What stands out about the projects mentioned and others is that the digital humanities and design fields are developing new and subtler forms of large-scale data mining and interpretation that use methods from other disciplines along with a sensitivity to the nature of the data and the questions we want to ask. The image above comes from Stanford’s Visualization of Republic of Letters project. There is nothing new about visualization or network analysis, but digital humanists are trying to adapt methods to messy human data – in other words interpreting the really interesting stuff so that it makes sense of something to someone.

Perhaps we may be able to show that following theses are true and important to the broader community:

  • Interesting data has to be interpreted to be interesting. Someone has to pose the questions that make data useful.
  • There is too much of data and it is messy; therefore it can’t by interpreted automatically. Real world analysis always involves questions, choices, data curation, mixing techniques, and iterative interpretation of results to generate knowledge.
  • Interesting data always has to be explained to someone in some context. Results are only useful knowledge if they are published in some fashion that makes them accessible to an intended audience.
  • Humanists have been the curators and interpreters of information which is why the subtle skills of questioning, curating, editing, analyzing, interpreting and representing are all the more needed now. Without humanists (and I include librarians and archivists in this category) who are comfortable with digital data and methods we will have only too much data and too many unused tools.

Thanks to Judith for pointing me to this NYT article.

Text Analysis in the Wild: Steve Jobs’s Android Obsession Analyzed

I came across this example of text analysis in the wild using a wordle, Steve Jobs’s Android Obsession Analyzed. The short article is by David Zax in Fast Company (October 19, 2010.) Based on “Android” coming up as the highest frequency content word Zax reads obsession.

So yes, the Android weighs heavily upon Jobs’s mind; and his dreams are more than likely populated with ravenous green robots consuming everything in their path.

AlchemyAPI – Transforming Text Into Knowledge

Stéfan pointed me to the AlchemyAPI service. AlchemyAPI provides an API for extracting “information about people, places, companies, topics, languages” and concepts. They have a nice demo on the front page where they take a news a top news story, extract the entities and then create a spring-loaded graph of the named entities.

You can see that for this story the system found organizations, a city, countries and persons.

A free API key is available for up to 30,000 calls a day.

Sam Winston : Darwin

I came across an artist, Sam Winston, whose work often explores language. For example Darwin (see image above) compares Darwin’s On the Origin of Species and Ruth Padel’s Darwin, A Life In Poems.

Some of the panels/pages in Darwin are visualizations, even if hand drawn.

Many of his other works also play with language and language artifacts like Folded Dictionary.

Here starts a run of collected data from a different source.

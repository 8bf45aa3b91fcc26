use std::fmt;

use crate::location::Location;

#[derive(Clone, Copy, Debug, PartialEq, Eq, Hash)]
pub enum Color {
    White,
    Black,
}

impl Color {
    pub fn other(self) -> Color {
        match self {
            Color::White => Color::Black,
            Color::Black => Color::White,
        }
    }

    pub fn name(self) -> &'static str {
        match self {
            Color::White => "white",
            Color::Black => "black",
        }
    }
}

impl fmt::Display for Color {
    fn fmt(&self, f: &mut fmt::Formatter<'_>) -> fmt::Result {
        f.write_str(self.name())
    }
}

#[derive(Clone, Copy, Debug, PartialEq, Eq, Hash)]
pub enum PieceKind {
    Pawn,
    Knight,
    Bishop,
    Rook,
    Queen,
    King,
}

impl PieceKind {
    /// Relative material value. The king's value is a deliberately dominant
    /// sentinel so that capturing it outweighs any other material swing.
    pub fn value(self) -> i32 {
        match self {
            PieceKind::Pawn => 1,
            PieceKind::Knight => 3,
            PieceKind::Bishop => 3,
            PieceKind::Rook => 5,
            PieceKind::Queen => 9,
            PieceKind::King => 1000,
        }
    }

    pub fn name(self) -> &'static str {
        match self {
            PieceKind::Pawn => "pawn",
            PieceKind::Knight => "knight",
            PieceKind::Bishop => "bishop",
            PieceKind::Rook => "rook",
            PieceKind::Queen => "queen",
            PieceKind::King => "king",
        }
    }
}

impl fmt::Display for PieceKind {
    fn fmt(&self, f: &mut fmt::Formatter<'_>) -> fmt::Result {
        f.write_str(self.name())
    }
}

/// Handle to a piece owned by a board.
///
/// The id is a slot index into the board's piece table and stays stable
/// across capture and restore, so it serves as the piece's identity.
#[derive(Clone, Copy, Debug, PartialEq, Eq, Hash)]
pub struct PieceId(pub(crate) u16);

impl PieceId {
    pub fn index(self) -> usize {
        self.0 as usize
    }
}

/// Snapshot view of one piece: identity, color, kind, and current square
/// (`None` while captured).
#[derive(Clone, Copy, Debug, PartialEq, Eq)]
pub struct Piece {
    pub id: PieceId,
    pub color: Color,
    pub kind: PieceKind,
    pub location: Option<Location>,
}

impl Piece {
    /// Display identifier used in move descriptions and records,
    /// e.g. `white_rook`.
    pub fn icon(&self) -> String {
        format!("{}_{}", self.color, self.kind)
    }
}
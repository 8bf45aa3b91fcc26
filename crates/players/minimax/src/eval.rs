use kinghunt_core::{Board, Color};

/// Material score from `us`'s perspective: the sum of our piece values
/// minus the opponent's, at the board's current (possibly mid-search)
/// state. The king's sentinel value makes king capture dominate any other
/// material swing.
pub fn material_score(board: &Board, us: Color) -> i32 {
    let mut score = 0;
    for loc in board.occupied_locations() {
        if let Some(piece) = board.piece_at(loc).and_then(|id| board.piece(id)) {
            if piece.color == us {
                score += piece.kind.value();
            } else {
                score -= piece.kind.value();
            }
        }
    }
    score
}
//! Match settings: who plays, how deep, how long.

use std::path::Path;

use serde::{Deserialize, Serialize};

use minimax_player::SmartPlayer;

/// Which strategy plays a side.
#[derive(Debug, Clone, Copy, PartialEq, Eq, Serialize, Deserialize)]
#[serde(rename_all = "lowercase")]
pub enum PlayerKind {
    Human,
    Random,
    Smart,
}

impl PlayerKind {
    /// Parses a player spec string: `human`, `random`, `smart`, or
    /// `smart:<depth>`. The depth, when present, is returned separately.
    pub fn parse(spec: &str) -> Result<(PlayerKind, Option<u8>), String> {
        let mut parts = spec.splitn(2, ':');
        let kind = match parts.next().unwrap_or(spec).to_lowercase().as_str() {
            "human" => PlayerKind::Human,
            "random" => PlayerKind::Random,
            "smart" => PlayerKind::Smart,
            other => return Err(format!("unknown player kind '{}'", other)),
        };
        let depth = match parts.next() {
            Some(d) if kind == PlayerKind::Smart => Some(
                d.parse()
                    .map_err(|_| format!("invalid depth in spec '{}'", spec))?,
            ),
            Some(_) => return Err(format!("only smart takes a depth: '{}'", spec)),
            None => None,
        };
        Ok((kind, depth))
    }
}

/// Settings for one match, loadable from a TOML file and overridable from
/// the command line.
#[derive(Debug, Clone, PartialEq, Serialize, Deserialize)]
#[serde(default)]
pub struct MatchSettings {
    pub white: PlayerKind,
    pub black: PlayerKind,
    /// Plies the smart player looks ahead.
    pub depth: u8,
    /// Turn cutoff so engine matches terminate.
    pub max_turns: u32,
    pub verbose: bool,
    /// Where to write the JSON game record (None = don't).
    pub record: Option<String>,
}

impl Default for MatchSettings {
    fn default() -> Self {
        Self {
            white: PlayerKind::Human,
            black: PlayerKind::Smart,
            depth: SmartPlayer::DEFAULT_DEPTH,
            max_turns: 200,
            verbose: true,
            record: None,
        }
    }
}

impl MatchSettings {
    /// Load settings from a TOML file.
    pub fn load(path: &Path) -> Result<Self, String> {
        let contents = std::fs::read_to_string(path)
            .map_err(|e| format!("Failed to read {}: {}", path.display(), e))?;
        toml::from_str(&contents).map_err(|e| format!("Failed to parse {}: {}", path.display(), e))
    }

    /// Save settings to a TOML file.
    pub fn save(&self, path: &Path) -> Result<(), String> {
        let contents =
            toml::to_string_pretty(self).map_err(|e| format!("Failed to serialize: {}", e))?;
        std::fs::write(path, contents).map_err(|e| format!("Failed to write: {}", e))
    }
}

#[cfg(test)]
#[path = "settings_tests.rs"]
mod settings_tests;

Chronologie des supports, des dispositifs spatiaux, des outils de repérage de l’information

Christian directed me to a fascinating chronology of information technology (in French) by Sylvie Fayet-Scribe. It is called Chronologie des supports, des dispositifs spatiaux, des outils de repérage de l’information. and the web design isn’t the best, but it seems detailed and annotated. It seems like a good place to start if you want to understand the types of information aides from encyclopedias, indexes, and so on. Here division of time into epochs is also interesting. The bibliography is also good.